Autre réforme voulue par M. De Maizière, les expulsions des demandeurs d'asile déboutés. En effet, Anis Amri aurait dû être renvoyé dans son pays natal mais Tunis a longtemps tardé à fournir les documents nécessaires. Dans l’intervalle, et malgré les suspicions pesant contre lui, il avait été laissé en liberté. Par conséquent, le ministre veut la mise en place de centres de rétention près d'aéroports où seront placées les personnes en voie d'expulsion pendant les semaines ou les jours précédents leur renvoi.

Si l'attentat de Berlin a jeté une lumière crue sur les dysfonctionnements de l'appareil sécuritaire, d'autres évènements ces derniers mois avaient déjà révélé nombre de problèmes. En octobre, un réfugié syrien, qui avait échappé dans un premier temps à la police malgré une surveillance resserrée, avait réussi ensuite à se suicider en prison quelques jours après son placement en détention.

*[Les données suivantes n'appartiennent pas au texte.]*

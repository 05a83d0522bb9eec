//! Persistent (immutable) collections.
//!
//! - [`EntityCollection`]: an ordered set of entities keyed by an identity
//!   strategy, with copy-on-write updates that return the receiver's storage
//!   when nothing changed.
//!
//! # Structural Sharing
//!
//! Collections keep their contents behind `Arc`. Cloning a collection, or
//! running an operation that has nothing to change, is O(1) and leaves both
//! values pointing at the same storage.
//!
//! # Examples
//!
//! ```rust
//! use ngry::persistent::{EntityCollection, KeyedBy};
//!
//! let numbers = EntityCollection::new(KeyedBy(|n: &u32| *n), [1, 2, 3]);
//! let without_two = numbers.delete(&2);
//!
//! assert_eq!(numbers.len(), 3); // Original unchanged
//! assert_eq!(without_two.entities(), &[1, 3]);
//!
//! // Deleting a missing id hands back the same storage
//! assert!(numbers.delete(&9).ptr_eq(&numbers));
//! ```

mod entity_collection;

pub use entity_collection::EntityCollection;
pub use entity_collection::EntityIdentity;
pub use entity_collection::KeyedBy;
pub use entity_collection::KeyedByWith;
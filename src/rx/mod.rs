//! Reactive helpers: task state tracking over `futures` streams.
//!
//! - [`TaskState`]: the lifecycle of an asynchronous operation as a value
//! - [`task`] and [`task_stream`]: run async work and emit its states
//! - [`testing::StreamSpy`]: record a stream's items in tests (requires the
//!   `testing` feature)
//!
//! # Examples
//!
//! ```rust
//! use futures::executor::block_on;
//! use futures::StreamExt;
//! use ngry::rx::{task, TaskState};
//!
//! let last = block_on(async {
//!     let states: Vec<TaskState<&str, ()>> = task(|| async { Ok("loaded") }).collect().await;
//!     states.last().cloned()
//! });
//!
//! assert_eq!(last, Some(TaskState::complete("loaded")));
//! ```

mod task;
mod task_state;
#[cfg(feature = "testing")]
pub mod testing;

pub use task::task;
pub use task::task_stream;
pub use task_state::TaskState;
pub use task_state::TaskStatus;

Fin novembre, un agent du renseignement intérieur avait été arrêté, soupçonné d'être un «islamiste présumé» qui avait proposé des informations sur le fonctionnement de son institution sur internet en vue d'un attentat. En plein essor, la droite populiste Alternative pour l'Allemagne (AfD) qui a fait de ces questions un thème de prédilection, a réagi aux propositions de M. de Maizière en l'accusant de plagier ses propositions. Or la CDU «a beaucoup promis ces dernières années sans qu'il ne se passe rien», a jugé un élu AfD, Georg Pazderski.